(Stored data)
= = =

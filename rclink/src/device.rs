use std::sync::Arc;

use rdma_shim::RawDevice;

use crate::context::Context;

#[derive(Debug)]
pub struct Device {
    inner: RawDevice,
}

pub type DeviceRef = Arc<Device>;

impl Device {
    pub(crate) fn new(inner: RawDevice) -> Self {
        Self { inner }
    }

    pub fn open_context(self: &DeviceRef) -> Result<Arc<Context>, crate::ControlpathError> {
        Context::new(self)
    }

    pub fn name(&self) -> String {
        self.inner.name().to_string()
    }

    /// return the raw handle of the device
    pub(crate) fn raw(&self) -> &RawDevice {
        &self.inner
    }
}

#[cfg(test)]
mod tests {
    #[test]
    fn test_device_name() {
        let udriver = crate::UDriver::create().unwrap();
        let dev_ref = udriver.get_dev(0).unwrap();
        assert!(!dev_ref.name().is_empty());

        for i in 0..udriver.iter().len() {
            let dev = udriver.get_dev(i).unwrap();
            dev.open_context().unwrap();
        }
    }
}
use std::sync::Arc;

use rdma_shim::DeviceList;

use crate::device::{Device, DeviceRef};
use crate::ControlpathError;

/// UDriver abstracts the RDMA device lists on this machine
pub struct UDriver {
    rnics: Vec<DeviceRef>,
}

pub type UDriverRef = Arc<UDriver>;

impl UDriver {
    pub fn devices(&self) -> &Vec<DeviceRef> {
        &self.rnics
    }

    /// Query the device lists on this machine, and recorded in the UDriver
    ///
    /// An empty list is an error: there is nothing to open.
    pub fn create() -> Result<UDriverRef, ControlpathError> {
        let list = DeviceList::query()
            .map_err(|err| ControlpathError::QueryError("device list", err))?;

        let rnics: Vec<DeviceRef> = list
            .devices()
            .iter()
            .cloned()
            .map(|raw| Arc::new(Device::new(raw)))
            .collect();

        if rnics.is_empty() {
            crate::log::error!("failed to get IB devices list");
            return Err(ControlpathError::NoDevice("<any>".to_string()));
        }
        crate::log::info!("found {} device(s)", rnics.len());

        Ok(Arc::new(Self { rnics }))
    }

    /// return the overall wrapped devices
    pub fn iter(&self) -> core::slice::Iter<'_, DeviceRef> {
        self.rnics.iter()
    }

    /// get a specific device accroding to the index of the device list
    pub fn get_dev(&self, index: usize) -> Option<&DeviceRef> {
        self.rnics.get(index)
    }

    /// Find a device by name, or the first one when `name` is `None`.
    pub fn find(&self, name: Option<&str>) -> Result<&DeviceRef, ControlpathError> {
        match name {
            None => {
                let dev = self
                    .rnics
                    .first()
                    .ok_or_else(|| ControlpathError::NoDevice("<any>".to_string()))?;
                crate::log::info!("device not specified, using first one found: {}", dev.name());
                Ok(dev)
            }
            Some(name) => self
                .rnics
                .iter()
                .find(|dev| dev.name() == name)
                .ok_or_else(|| ControlpathError::NoDevice(name.to_string())),
        }
    }
}

impl core::fmt::Debug for UDriver {
    fn fmt(&self, f: &mut core::fmt::Formatter<'_>) -> core::fmt::Result {
        f.debug_struct("User-space RDMA device list")
            .field("num_devices", &self.rnics.len())
            .finish()
    }
}

#[cfg(test)]
mod tests {
    use super::*;

    #[test]
    fn has_rdma() {
        let driver = UDriver::create().unwrap();
        assert!(!driver.devices().is_empty());
        assert_eq!(driver.iter().len(), driver.devices().len());
        assert!(driver.get_dev(0).is_some());
    }

    #[test]
    fn find_by_name() {
        let driver = UDriver::create().unwrap();
        let first = driver.find(None).unwrap();
        assert_eq!(first.name(), driver.get_dev(0).unwrap().name());
        assert_eq!(driver.find(Some(&first.name())).unwrap().name(), first.name());
        assert!(matches!(
            driver.find(Some("no_such_dev")),
            Err(ControlpathError::NoDevice(_))
        ));
    }
}
use std::io::{self, BufRead, Write};
use std::path::PathBuf;

use clap::Parser;
use tracing_subscriber::EnvFilter;

use rclink::consts::{SYNC_READ, SYNC_WRITE};
use rclink::log::{error, info};
use rclink::utils::trim_line_end;
use rclink::{Config, RcEndpoint, RcError, WorkKind};

/// Typing this instead of a message ends the session.
const EXIT_WORD: &str = "exit";

#[derive(Parser, Debug)]
#[command(name = "rc_chat")]
#[command(version = "0.1")]
#[command(about = "Exchange messages over one RDMA RC connection", long_about = None)]
struct Args {
    /// Server to connect to; listen for a client when omitted
    host: Option<String>,

    /// TCP port of the out-of-band channel
    #[arg(short = 'p', long)]
    port: Option<u16>,

    /// IB device to use (first one found by default)
    #[arg(short = 'd', long = "ib-dev")]
    dev: Option<String>,

    /// Port of the IB device
    #[arg(short = 'i', long)]
    ib_port: Option<u8>,

    /// GID index; enables global addressing (required on RoCE)
    #[arg(short = 'g', long)]
    gid_idx: Option<u8>,

    /// JSON config file, overridden by the flags above
    #[arg(long)]
    config: Option<PathBuf>,

    /// Pre-post a receive before moving to RTR
    #[arg(long)]
    receiving_side: bool,
}

fn build_config(args: &Args) -> Result<Config, RcError> {
    let mut config = match &args.config {
        Some(path) => Config::from_json_file(path)?,
        // the connecting side waits for the listener's sends by default
        None => Config {
            receiving_side: args.host.is_some(),
            ..Default::default()
        },
    };

    if let Some(host) = &args.host {
        config.server_name = Some(host.clone());
    }
    if let Some(port) = args.port {
        config.tcp_port = port;
    }
    if let Some(dev) = &args.dev {
        config.dev_name = Some(dev.clone());
    }
    if let Some(ib_port) = args.ib_port {
        config.ib_port = ib_port;
    }
    if args.gid_idx.is_some() {
        config.gid_idx = args.gid_idx;
    }
    if args.receiving_side {
        config.receiving_side = true;
    }
    config.validate()?;
    Ok(config)
}

enum Round {
    Continue,
    Exit,
}

/// Next line from stdin, or `None` on EOF or the exit word.
fn prompt<I>(lines: &mut I) -> Option<String>
where
    I: Iterator<Item = io::Result<String>>,
{
    print!("> ");
    let _ = io::stdout().flush();
    match lines.next() {
        Some(Ok(line)) => {
            let line = trim_line_end(&line);
            if line == EXIT_WORD {
                None
            } else {
                Some(line.to_string())
            }
        }
        Some(Err(err)) => {
            error!("failed to read stdin: {}", err);
            None
        }
        None => None,
    }
}

fn server_round<I>(endpoint: &mut RcEndpoint, lines: &mut I) -> Result<Round, RcError>
where
    I: Iterator<Item = io::Result<String>>,
{
    let msg = match prompt(lines) {
        Some(msg) => msg,
        None => return Ok(Round::Exit),
    };
    endpoint.buffer()?.write_message(&msg)?;
    println!("Server: Message is: '{}'", endpoint.buffer()?.read_message());

    endpoint.sync(SYNC_READ)?;
    // the client reads our buffer, then overwrites it
    endpoint.sync(SYNC_WRITE)?;

    println!(
        "Server: Contents of client's buffer: '{}'",
        endpoint.buffer()?.read_message()
    );
    Ok(Round::Continue)
}

fn client_round<I>(endpoint: &mut RcEndpoint, lines: &mut I) -> Result<Round, RcError>
where
    I: Iterator<Item = io::Result<String>>,
{
    endpoint.sync(SYNC_READ)?;

    endpoint.post_send(WorkKind::RdmaRead)?;
    endpoint.poll_completion()?;
    println!(
        "Client: Contents of server's buffer: '{}'",
        endpoint.buffer()?.read_message()
    );

    let msg = match prompt(lines) {
        Some(msg) => msg,
        None => return Ok(Round::Exit),
    };
    endpoint.buffer()?.write_message(&msg)?;
    endpoint.post_send(WorkKind::RdmaWrite)?;
    endpoint.poll_completion()?;

    endpoint.sync(SYNC_WRITE)?;
    Ok(Round::Continue)
}

fn run(config: &Config) -> Result<(), RcError> {
    let mut endpoint = RcEndpoint::connect(config)?;
    let stdin = io::stdin();
    let mut lines = stdin.lock().lines();

    loop {
        let round = if config.is_server() {
            server_round(&mut endpoint, &mut lines)
        } else {
            client_round(&mut endpoint, &mut lines)
        };
        match round {
            Ok(Round::Continue) => {}
            Ok(Round::Exit) => break,
            Err(RcError::CM(err)) if err.is_peer_closed() => {
                info!("peer closed the connection");
                break;
            }
            Err(err) => return Err(err),
        }
    }

    endpoint.teardown();
    Ok(())
}

fn main() {
    let args = Args::parse();

    let env_filter = EnvFilter::try_from_default_env().unwrap_or_else(|_| EnvFilter::new("info"));
    tracing_subscriber::fmt().with_env_filter(env_filter).init();

    let config = match build_config(&args) {
        Ok(config) => config,
        Err(err) => {
            error!("{}", err);
            std::process::exit(1);
        }
    };
    print!("{}", config.summary());

    if let Err(err) = run(&config) {
        error!("test failed: {}", err);
        std::process::exit(1);
    }
    info!("test result is 0");
}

= = =

__Prompt__. Search the records for the word "create". Copy each line where it appears.

__Exercise result__.
        let udriver = crate::UDriver::create().unwrap();
    pub fn create() -> Result<UDriverRef, ControlpathError> {
        let driver = UDriver::create().unwrap();
        let driver = UDriver::create().unwrap();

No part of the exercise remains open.